いつも思いますが、脳外科の先生は精神的にも本当に辛そうです。
基本的に、私の父のような癌を患った重篤な患者ばかりを相手にしなければならないからです。
たくさんの患者の死を見てきているだろうし、それを悲しむ家族もたくさん見てきているのでしょう。その先生が言うことなので、説得力があるだけに辛いものがありました。
父を半年では死なせない
以上の通り、医師の話は非常に悲観的なものではありましたが、私としては、それでも父がそんなにすぐに死ぬわけがないと強く思っていました。
確かに、リハビリによる回復のペースは緩やかになりつつありましたし、その後もかなりの後遺症が残ったままです。
しかし、父の癌は脳に転移した腫瘍が残っているだけで、原発巣の肺がんは摘出できています。
目視できないほどのミクロの癌細胞が肺がんの摘出前に飛んで、依然として体のどこかで肥大してくる危険性はありましたが、それらも早めに発見して叩くことができれば、怖くはないと思っていました。
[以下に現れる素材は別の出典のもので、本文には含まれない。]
// SPDX-License-Identifier: AGPL-3.0-or-later
//
// Copyright (C) 2026 Relational Network

//! Axum extractor for the admin principal.
//!
//! Use the `Admin` extractor in handlers to require an admin token:
//!
//! ```rust,ignore
//! async fn my_handler(Admin(principal): Admin) -> impl IntoResponse {
//!     // principal is AdminPrincipal
//! }
//! ```

use axum::{
    extract::FromRequestParts,
    http::{header::AUTHORIZATION, request::Parts},
};
use jsonwebtoken::{decode, errors::ErrorKind, Algorithm, Validation};

use super::{AdminClaims, AdminPrincipal, AuthError, ADMIN_ROLE};
use crate::state::{AppState, AuthConfig};

/// Clock skew tolerance (60 seconds).
const CLOCK_SKEW_LEEWAY: u64 = 60;

/// Extractor for a verified admin principal.
pub struct Admin(pub AdminPrincipal);

impl FromRequestParts<AppState> for Admin {
    type Rejection = AuthError;

    async fn from_request_parts(parts: &mut Parts, state: &AppState) -> Result<Self, Self::Rejection> {
        let auth_header = parts
            .headers
            .get(AUTHORIZATION)
            .ok_or(AuthError::MissingAuthHeader)?
            .to_str()
            .map_err(|_| AuthError::InvalidAuthHeader)?;

        let token = auth_header
            .strip_prefix("Bearer ")
            .ok_or(AuthError::InvalidAuthHeader)?;

        let principal = verify_token(token, &state.auth_config)?;
        Ok(Admin(principal))
    }
}

/// Verify an HS256 admin token and extract the principal.
pub fn verify_token(token: &str, auth_config: &AuthConfig) -> Result<AdminPrincipal, AuthError> {
    let mut validation = Validation::new(Algorithm::HS256);
    validation.leeway = CLOCK_SKEW_LEEWAY;
    validation.validate_aud = false;
    validation.set_required_spec_claims(&["exp", "sub"]);

    let token_data = decode::<AdminClaims>(token, auth_config.decoding_key(), &validation)
        .map_err(|e| match e.kind() {
            ErrorKind::ExpiredSignature => AuthError::TokenExpired,
            ErrorKind::InvalidSignature => AuthError::InvalidSignature,
            ErrorKind::ImmatureSignature => AuthError::TokenNotYetValid,
            _ => AuthError::MalformedToken,
        })?;

    let claims = token_data.claims;
    if claims.role.as_deref() != Some(ADMIN_ROLE) {
        return Err(AuthError::InsufficientPermissions);
    }
    if claims.sub.trim().is_empty() {
        return Err(AuthError::MalformedToken);
    }

    Ok(AdminPrincipal {
        principal_id: claims.sub,
        expires_at: claims.exp,
    })
}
また、退院すれば春ウコンをガンガン飲ませて、顕在化していない癌は発生させないようにしようとも考えていました。
※春ウコンについて書いた記事は以下の通りです。
そんなこんなで、医師に何を言われようとも、この時の私には、父はまだまだ絶対に生きられるという確信を強く感じていたのです。
なぜだかわからないのですが、そう強く思えました。
こういった根拠のない確信を、経験豊富な医師の言葉よりも信じてしまったわけです。もちろん、不安が全くなかったわけではありませんよ!
おわりに
父がリハビリによって、大きな回復傾向を示してくれましたが、医師のさからの余命は依然として半年のままでした。
しかし、父は実際には、私が確信していたように、その後も新たな癌が再発することはなく、半年どころが、一年半以上経過した現在でも生き続けることができています。
前頭葉に残った脳腫瘍が悪化して、元気とはとても言えませんが、即座に命の危険があるわけではありません。
そのため、もし医者から余命を宣告されたとしても、私の父のように生き長らえること可能性は充分にあると思います。
癌の種類や、発生場所などによっても、その如何はさまざまであるとは思いますが、希望を持つことも、時には大切かと思います(希望的観測をし過ぎて一喜一憂するのも辛いんですけどね)。